In August 2002, a few months ahead of the release of Genius: The Best of Warren Zevon, Zevon received a terminal diagnosis of lung cancer (pleural mesothelioma). He revealed his fate to the public in the following month. To promote the album, Zevon intended to visit the Late Show once again as a guest. Knowing that this would likely be his final appearance on the show, the Late Shows producers instead proposed devoting an entire episode to Zevon. Letterman immediately endorsed the idea.

Episode 
Aside from a traditional stand-up monologue and the recurring Top Ten List bit, the Late Shows episode on October 30, 2002, was entirely devoted to Zevon. Audience members were given special instructions to not react with "sympathy sound" like "awwwwww" if they heard sad news, while Zevon pushed Letterman to prioritize humor over awkward questions.

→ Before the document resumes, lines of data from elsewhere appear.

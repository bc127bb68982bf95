use crate::error::MediaResult;
use crate::pipeline::composite::{blend, combine, MaskTransform};
use crate::pipeline::detection::Detector;
use crate::pipeline::geometry::{expand_box, expand_mask, StructuringElement};
use crate::pipeline::types::{Detection, Frame, MaskBuffer};
use anyhow::{Context, Result};
use image::imageops;

/// Settings that shape how a single frame is redacted.
#[derive(Debug, Clone, Copy)]
pub struct RedactionSettings {
    pub transform: MaskTransform,
    pub expansion_px: u32,
    /// Element used to grow segmentation masks.
    pub dilation: StructuringElement,
    pub use_segmentation: bool,
    pub confidence: f32,
}

/// Result of running one frame through the worker.
pub struct FrameRedaction {
    pub frame: Frame,
    /// Number of primary-class instances that were redacted.
    pub people: usize,
    /// Non-primary detections from the secondary detector.
    pub background: Vec<Detection>,
}

/// Runs detection and compositing for one frame at a time.
///
/// Instances with a segmentation mask are expanded, merged and blended in a
/// single pass. Instances without one fall back to their expanded box, and
/// those boxes are transformed one after another into the running buffer.
pub struct FrameWorker {
    settings: RedactionSettings,
    detector: Box<dyn Detector>,
    secondary: Option<Box<dyn Detector>>,
}

impl FrameWorker {
    pub fn new(
        settings: RedactionSettings,
        detector: Box<dyn Detector>,
        secondary: Option<Box<dyn Detector>>,
    ) -> Self {
        Self {
            settings,
            detector,
            secondary,
        }
    }

    pub fn has_secondary(&self) -> bool {
        self.secondary.is_some()
    }

    /// Detects, redacts and collects background objects for one frame.
    ///
    /// Primary detection failures are returned. Secondary detection failures
    /// are logged and yield no background objects.
    pub fn process(&mut self, frame: &Frame) -> Result<FrameRedaction> {
        let people = self.detect_people(frame)?;
        let redacted = if people.is_empty() {
            frame.clone()
        } else {
            self.redact(frame, &people)
                .context("Failed to composite detections")?
        };
        let background = self.detect_background(frame);

        Ok(FrameRedaction {
            frame: redacted,
            people: people.len(),
            background,
        })
    }

    /// Primary-class detections above the confidence threshold.
    pub fn detect_people(&mut self, frame: &Frame) -> Result<Vec<Detection>> {
        let detections = self
            .detector
            .detect(frame, self.settings.confidence)
            .context("Primary detector failed")?;
        Ok(detections.into_iter().filter(|d| d.is_primary()).collect())
    }

    /// Non-primary detections from the secondary detector, if one is loaded.
    pub fn detect_background(&mut self, frame: &Frame) -> Vec<Detection> {
        let Some(secondary) = self.secondary.as_mut() else {
            return Vec::new();
        };
        match secondary.detect(frame, self.settings.confidence) {
            Ok(detections) => detections.into_iter().filter(|d| !d.is_primary()).collect(),
            Err(e) => {
                tracing::warn!("Secondary detector failed: {:#}", e);
                Vec::new()
            }
        }
    }

    /// Redacts the given detections with the configured transform.
    pub fn redact(&self, frame: &Frame, people: &[Detection]) -> MediaResult<Frame> {
        let transform = self.settings.transform;
        redact_with(frame, people, &self.settings, |f| transform.apply(f))
    }
}

/// Redaction with an explicit transform function.
pub fn redact_with<F>(
    frame: &Frame,
    people: &[Detection],
    settings: &RedactionSettings,
    mut transform: F,
) -> MediaResult<Frame>
where
    F: FnMut(&Frame) -> MediaResult<Frame>,
{
    let (masked, boxed): (Vec<&Detection>, Vec<&Detection>) = people
        .iter()
        .partition(|d| settings.use_segmentation && d.mask.is_some());

    let mut result = frame.clone();

    if !masked.is_empty() {
        let expanded = masked
            .iter()
            .filter_map(|d| d.mask.as_ref())
            .map(|m| expand_mask(m, settings.expansion_px, settings.dilation))
            .collect::<MediaResult<Vec<MaskBuffer>>>()?;
        if let Some(mask) = combine(&expanded)? {
            result = blend(&result, &mask, &mut transform)?;
        }
    }

    let bounds = frame.dimensions();
    for det in boxed {
        let region = expand_box(det.bbox, settings.expansion_px, bounds);
        if region.is_empty() {
            tracing::debug!("Skipping empty box {:?}", det.bbox);
            continue;
        }
        let (x, y) = (region.x1 as u32, region.y1 as u32);
        let crop = imageops::crop_imm(
            &result,
            x,
            y,
            region.width() as u32,
            region.height() as u32,
        )
        .to_image();
        let transformed = transform(&crop)?;
        imageops::replace(&mut result, &transformed, x as i64, y as i64);
    }

    Ok(result)
}

#[cfg(test)]
mod tests {
    use super::*;
    use crate::pipeline::testing::{random_frame, FailingDetector, FixedDetector};
    use crate::pipeline::types::BoundingBox;
    use std::cell::Cell;

    fn settings(transform: MaskTransform) -> RedactionSettings {
        RedactionSettings {
            transform,
            expansion_px: 25,
            dilation: StructuringElement::Disk,
            use_segmentation: true,
            confidence: 0.33,
        }
    }

    #[test]
    fn test_box_fallback_black() {
        let frame = random_frame(100, 100, 7);
        let person = Detection::new(BoundingBox::new(10, 10, 30, 30), "person", 0.9);
        let out = redact_with(
            &frame,
            &[person],
            &settings(MaskTransform::Black),
            |f| MaskTransform::Black.apply(f),
        )
        .unwrap();

        for (x, y, px) in out.enumerate_pixels() {
            if x < 55 && y < 55 {
                assert_eq!(px.0, [0, 0, 0], "({}, {})", x, y);
            } else {
                assert_eq!(px, frame.get_pixel(x, y), "({}, {})", x, y);
            }
        }
    }

    #[test]
    fn test_masks_merge_into_single_transform() {
        let frame = random_frame(40, 40, 11);
        let left = MaskBuffer::from_box(40, 40, BoundingBox::new(0, 0, 20, 40));
        let right = MaskBuffer::from_box(40, 40, BoundingBox::new(20, 0, 40, 40));
        let people = vec![
            Detection::new(BoundingBox::new(0, 0, 20, 40), "person", 0.8).with_mask(left),
            Detection::new(BoundingBox::new(20, 0, 40, 40), "person", 0.7).with_mask(right),
        ];

        let calls = Cell::new(0);
        let out = redact_with(&frame, &people, &settings(MaskTransform::Black), |f| {
            calls.set(calls.get() + 1);
            MaskTransform::Black.apply(f)
        })
        .unwrap();

        assert_eq!(calls.get(), 1);
        assert!(out.pixels().all(|p| p.0 == [0, 0, 0]));
    }

    #[test]
    fn test_dilation_shape_follows_settings() {
        let frame = random_frame(40, 40, 12);
        let dot = MaskBuffer::from_box(40, 40, BoundingBox::new(20, 20, 21, 21));
        let people =
            vec![Detection::new(BoundingBox::new(20, 20, 21, 21), "person", 0.9).with_mask(dot)];
        let mut s = settings(MaskTransform::Black);
        s.expansion_px = 4;

        let disk = redact_with(&frame, &people, &s, |f| MaskTransform::Black.apply(f)).unwrap();
        s.dilation = StructuringElement::Square;
        let square = redact_with(&frame, &people, &s, |f| MaskTransform::Black.apply(f)).unwrap();

        assert_eq!(disk.get_pixel(24, 20).0, [0, 0, 0]);
        assert_eq!(disk.get_pixel(24, 24), frame.get_pixel(24, 24));
        assert_eq!(square.get_pixel(24, 24).0, [0, 0, 0]);
    }

    #[test]
    fn test_segmentation_disabled_uses_boxes() {
        let frame = random_frame(60, 60, 3);
        let mask = MaskBuffer::from_box(60, 60, BoundingBox::new(30, 30, 31, 31));
        let people = vec![
            Detection::new(BoundingBox::new(0, 0, 5, 5), "person", 0.8).with_mask(mask),
        ];
        let mut s = settings(MaskTransform::Black);
        s.use_segmentation = false;
        s.expansion_px = 0;

        let out = redact_with(&frame, &people, &s, |f| MaskTransform::Black.apply(f)).unwrap();
        assert_eq!(out.get_pixel(2, 2).0, [0, 0, 0]);
        assert_eq!(out.get_pixel(30, 30), frame.get_pixel(30, 30));
    }

    #[test]
    fn test_overlapping_boxes_compound() {
        let frame = random_frame(80, 80, 5);
        let a = Detection::new(BoundingBox::new(10, 10, 50, 50), "person", 0.9);
        let b = Detection::new(BoundingBox::new(30, 30, 70, 70), "person", 0.8);
        let mut s = settings(MaskTransform::blur(5, 1));
        s.expansion_px = 0;
        let blur = |f: &Frame| MaskTransform::blur(5, 1).apply(f);

        let single_a = redact_with(&frame, std::slice::from_ref(&a), &s, blur).unwrap();
        let both = redact_with(&frame, &[a, b], &s, blur).unwrap();

        // The overlap is blurred twice when both boxes are applied.
        let twice_over_a = {
            let crop = imageops::crop_imm(&single_a, 30, 30, 40, 40).to_image();
            let mut expected = single_a.clone();
            imageops::replace(&mut expected, &blur(&crop).unwrap(), 30, 30);
            expected
        };
        assert_eq!(both, twice_over_a);
        assert_ne!(both.get_pixel(40, 40), single_a.get_pixel(40, 40));
    }

    #[test]
    fn test_empty_detections_leave_frame_unchanged() {
        let frame = random_frame(20, 20, 1);
        let out = redact_with(&frame, &[], &settings(MaskTransform::Black), |f| {
            MaskTransform::Black.apply(f)
        })
        .unwrap();
        assert_eq!(out, frame);
    }

    #[test]
    fn test_process_filters_classes() {
        let frame = random_frame(50, 50, 9);
        let primary = FixedDetector::new(vec![
            Detection::new(BoundingBox::new(0, 0, 10, 10), "person", 0.9),
            Detection::new(BoundingBox::new(20, 20, 30, 30), "dog", 0.9),
        ]);
        let secondary = FixedDetector::new(vec![
            Detection::new(BoundingBox::new(0, 0, 10, 10), "person", 0.9),
            Detection::new(BoundingBox::new(20, 20, 30, 30), "car", 0.7),
        ]);
        let mut worker = FrameWorker::new(
            settings(MaskTransform::Black),
            Box::new(primary),
            Some(Box::new(secondary)),
        );

        let result = worker.process(&frame).unwrap();
        assert_eq!(result.people, 1);
        assert_eq!(result.background.len(), 1);
        assert_eq!(result.background[0].class_label, "car");
    }

    #[test]
    fn test_secondary_failure_is_contained() {
        let frame = random_frame(30, 30, 2);
        let mut worker = FrameWorker::new(
            settings(MaskTransform::Black),
            Box::new(FixedDetector::default()),
            Some(Box::new(FailingDetector)),
        );
        let result = worker.process(&frame).unwrap();
        assert_eq!(result.people, 0);
        assert!(result.background.is_empty());
        assert_eq!(result.frame, frame);
    }

    #[test]
    fn test_primary_failure_propagates() {
        let frame = random_frame(30, 30, 2);
        let mut worker = FrameWorker::new(
            settings(MaskTransform::Black),
            Box::new(FailingDetector),
            None,
        );
        assert!(worker.process(&frame).is_err());
    }
}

Letterman introduced the singer to his audience by speaking at length about Zevon, his influence on Letterman, and his history with the show, with occasional interjections from Late Show band leader Paul Shaffer.

After Zevon came to the stage, he parried questions with humor throughout the interview. Letterman opened the conversation with a dry question about Zevon's health: "a couple of months ago we all learned that your life has changed radically, hasn't it?" Zevon responded: "you mean you heard about the flu?" At other points, Zevon told Letterman:

That he had made a "tactical error" in not visiting a doctor for about two decades ("it was one of those phobias that really didn't pay off," he added)
That he should not be "fooled by cosmetics" when it came to his healthy appearance

The conversation had turned more serious when Letterman's question about the differences in recording before and after his cancer diagnosis prompted Zevon to give what one pop culture outlet later called "his most famous piece of advice": "You're reminded to enjoy every sandwich and every minute playing with the guys, and being with the kids." 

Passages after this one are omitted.